Weir, whose eight PGA Tour victories include a Masters title, appeared destined to make his first PGA Tour Champions win a wire-to-wire one until he stalled en route to the trophy presentation and Kevin Sutherland slipped ahead to win it by two.
“I’ve got to think about it,” Weir said. “I need time to refresh and take some time to digest it and think about the little adjustments probably I need to make, but there wasn’t a lot to do different out there. I clearly didn’t strike it quite as good as the first two days, but I didn’t strike it poorly either. I just didn’t really get much out of it.”
The victory was the sixth on the senior tour for Sutherland, 56, who began the final round trailing Weir by two. Sutherland shot a four-under 69 in the final round to Weir’s even-under 73 at Omni Tucson National.
The turning point came when Sutherland birdied the 16th and 17th holes and Weir bogeyed the 16th to fall one behind, then bogeyed the 18th, too.
Weir, whose last win came in 2007 in the Fry’s Electronic Open, had introduced victory as a possible inevitability by virtue of what now is five top-10s in 12 senior starts, as well as the lead he took into the final round that increased to four over Sutherland through eight holes.
But Weir played the last 10 holes in three over and Sutherland played them in three under, a six-shot swing.
“I just kind of hung in there on the back side and I wasn’t swinging my best at it today,” Sutherland said. “I was struggling a little bit with the wind, my rhythm was all off and everything.
“All of a sudden I made a couple birdies, and then the chip-in on 16 was huge. It just kind of flipped everything. All of a sudden we’re tied and then I started making really good swings.”

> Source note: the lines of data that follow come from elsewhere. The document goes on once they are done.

//! Test doubles and common utilities for aggregator contract tests
//!
//! Sources are scripted (fixed status/body, optional delay) and count their
//! calls; the history store wraps the in-memory store, counts writes and can
//! be told to fail.

#![allow(dead_code)]

use async_trait::async_trait;
use chrono::{DateTime, TimeZone, Utc};
use parcels_core::error::{Error, Result};
use parcels_core::{
    AggregatorConfig, AggregatorEvent, HistoryStore, ManualClock, MemoryHistoryStore,
    RawResponse, ResponseStatus, SourceName, SourceRegistry, TrackingAggregator, TrackingEvent,
    TrackingInfo, TrackingSource, TrackingStatus,
};
use std::sync::atomic::{AtomicBool, AtomicUsize, Ordering};
use std::sync::{Arc, Mutex};
use std::time::Duration;
use tokio::sync::mpsc;
use tokio::time::Instant;

pub const TRACKING_NUMBER: &str = "RS0814398526Y";

/// A TrackingSource that returns whatever it was told to
///
/// Bodies are comma-separated event codes. `DELIVERED` maps to
/// [`TrackingStatus::Delivered`], everything else to `Unknown`; a body
/// containing `BROKEN` fails to parse.
pub struct ScriptedSource {
    name: &'static str,
    reply: Mutex<(ResponseStatus, Vec<u8>)>,
    delay: Mutex<Duration>,
    /// Call counter for fetch()
    fetch_call_count: Arc<AtomicUsize>,
    /// Call counter for parse()
    parse_call_count: Arc<AtomicUsize>,
}

impl ScriptedSource {
    /// Source answering `Success` with a single accepted event
    pub fn new(name: &'static str) -> Arc<Self> {
        Arc::new(Self {
            name,
            reply: Mutex::new((ResponseStatus::Success, b"ACCEPTED".to_vec())),
            delay: Mutex::new(Duration::ZERO),
            fetch_call_count: Arc::new(AtomicUsize::new(0)),
            parse_call_count: Arc::new(AtomicUsize::new(0)),
        })
    }

    /// Change what the next fetches return
    pub fn respond(&self, status: ResponseStatus, body: &str) {
        *self.reply.lock().unwrap() = (status, body.as_bytes().to_vec());
    }

    /// Make every fetch take `delay` (ignoring the deadline)
    pub fn delay(&self, delay: Duration) {
        *self.delay.lock().unwrap() = delay;
    }

    /// Get the number of times fetch() was called
    pub fn fetch_call_count(&self) -> usize {
        self.fetch_call_count.load(Ordering::SeqCst)
    }

    /// Get the number of times parse() was called
    pub fn parse_call_count(&self) -> usize {
        self.parse_call_count.load(Ordering::SeqCst)
    }
}

#[async_trait]
impl TrackingSource for ScriptedSource {
    async fn fetch(&self, tracking_number: &str, _deadline: Instant) -> RawResponse {
        self.fetch_call_count.fetch_add(1, Ordering::SeqCst);

        let delay = *self.delay.lock().unwrap();
        if !delay.is_zero() {
            tokio::time::sleep(delay).await;
        }

        let (status, body) = self.reply.lock().unwrap().clone();
        RawResponse::new(tracking_number, self.source_name(), status, body)
    }

    fn parse(&self, response: &RawResponse) -> Result<TrackingInfo> {
        self.parse_call_count.fetch_add(1, Ordering::SeqCst);

        let body = String::from_utf8_lossy(&response.body);
        if body.contains("BROKEN") {
            return Err(Error::parse(self.name, "broken body"));
        }

        let events = body
            .split(',')
            .filter(|code| !code.is_empty())
            .map(|code| TrackingEvent {
                time: t0(),
                description: code.to_string(),
                status: if code == "DELIVERED" {
                    TrackingStatus::Delivered
                } else {
                    TrackingStatus::Unknown
                },
            })
            .collect();

        Ok(TrackingInfo {
            tracking_number: response.tracking_number.clone(),
            source_name: self.source_name(),
            last_fetched_at: response.last_fetched_at,
            origin_country: "CN".to_string(),
            destination_country: "IL".to_string(),
            events,
        })
    }

    fn source_name(&self) -> SourceName {
        SourceName::from(self.name)
    }
}

/// A HistoryStore that tracks calls and can be made to fail
#[derive(Default)]
pub struct RecordingHistoryStore {
    inner: MemoryHistoryStore,
    get_latest_call_count: AtomicUsize,
    insert_call_count: AtomicUsize,
    update_call_count: AtomicUsize,
    fail_reads: AtomicBool,
    fail_writes: AtomicBool,
}

impl RecordingHistoryStore {
    pub fn new() -> Arc<Self> {
        Arc::new(Self::default())
    }

    /// Put a row in place without counting it as a write
    pub async fn seed(&self, response: RawResponse) {
        let tracking_number = response.tracking_number.clone();
        let source_name = response.source_name.clone();
        self.inner
            .insert(&tracking_number, &source_name, &response)
            .await
            .unwrap();
    }

    /// All rows for one source
    pub async fn rows(&self, source_name: &str) -> Vec<RawResponse> {
        self.inner.rows_for(TRACKING_NUMBER, source_name).await
    }

    pub fn fail_reads(&self) {
        self.fail_reads.store(true, Ordering::SeqCst);
    }

    pub fn fail_writes(&self) {
        self.fail_writes.store(true, Ordering::SeqCst);
    }

    pub fn get_latest_call_count(&self) -> usize {
        self.get_latest_call_count.load(Ordering::SeqCst)
    }

    pub fn insert_call_count(&self) -> usize {
        self.insert_call_count.load(Ordering::SeqCst)
    }

    pub fn update_call_count(&self) -> usize {
        self.update_call_count.load(Ordering::SeqCst)
    }
}

#[async_trait]
impl HistoryStore for RecordingHistoryStore {
    async fn get_latest(
        &self,
        tracking_number: &str,
        source_names: &[SourceName],
    ) -> Result<Vec<RawResponse>> {
        self.get_latest_call_count.fetch_add(1, Ordering::SeqCst);
        if self.fail_reads.load(Ordering::SeqCst) {
            return Err(Error::history_store("database is locked"));
        }
        self.inner.get_latest(tracking_number, source_names).await
    }

    async fn insert(
        &self,
        tracking_number: &str,
        source_name: &SourceName,
        response: &RawResponse,
    ) -> Result<()> {
        self.insert_call_count.fetch_add(1, Ordering::SeqCst);
        if self.fail_writes.load(Ordering::SeqCst) {
            return Err(Error::history_store("disk full"));
        }
        self.inner.insert(tracking_number, source_name, response).await
    }

    async fn update(&self, response: &RawResponse) -> Result<()> {
        self.update_call_count.fetch_add(1, Ordering::SeqCst);
        if self.fail_writes.load(Ordering::SeqCst) {
            return Err(Error::history_store("disk full"));
        }
        self.inner.update(response).await
    }
}

/// Fixed "now" used by the contract tests
pub fn t0() -> DateTime<Utc> {
    Utc.with_ymd_and_hms(2024, 6, 1, 12, 0, 0).unwrap()
}

/// A stored response last confirmed at `last_fetched_at`
pub fn stored_response(
    source: &str,
    status: ResponseStatus,
    body: &str,
    last_fetched_at: DateTime<Utc>,
) -> RawResponse {
    let mut response = RawResponse::new(TRACKING_NUMBER, SourceName::from(source), status, body);
    response.first_fetched_at = last_fetched_at;
    response.last_fetched_at = last_fetched_at;
    response
}

/// Build an aggregator over `sources` (registered in the given order)
pub fn aggregator(
    sources: &[Arc<ScriptedSource>],
    history: Arc<RecordingHistoryStore>,
    clock: ManualClock,
    config: AggregatorConfig,
) -> (TrackingAggregator, mpsc::Receiver<AggregatorEvent>) {
    let mut registry = SourceRegistry::new();
    for source in sources {
        registry.register(source.clone()).expect("unique source names");
    }

    TrackingAggregator::new(registry, history, Arc::new(clock), config)
        .expect("aggregator construction succeeds")
}

/// Collect every event emitted so far
pub fn drain_events(rx: &mut mpsc::Receiver<AggregatorEvent>) -> Vec<AggregatorEvent> {
    let mut events = Vec::new();
    while let Ok(event) = rx.try_recv() {
        events.push(event);
    }
    events
}

/// Names of the sources in a lookup result, in result order
pub fn source_names(result: &[TrackingInfo]) -> Vec<&str> {
    result.iter().map(|info| info.source_name.as_str()).collect()
}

Phil Mickelson, meanwhile, stumbled to his worst round of the week, an even-par 70 that included a triple bogey on the ninth hole when he hit his tee shot into water. He finished at four-under-par 215, 11 shots back of the winner, in this his failed bid to become the first in senior history to win his first three starts.
“I’m frustrated obviously,” he said. “I haven’t played well for a little while, and yet the parts seem like they’re there when I’m home. I have great practice sessions, but I’m not putting it together on the course and it's been frustrating.”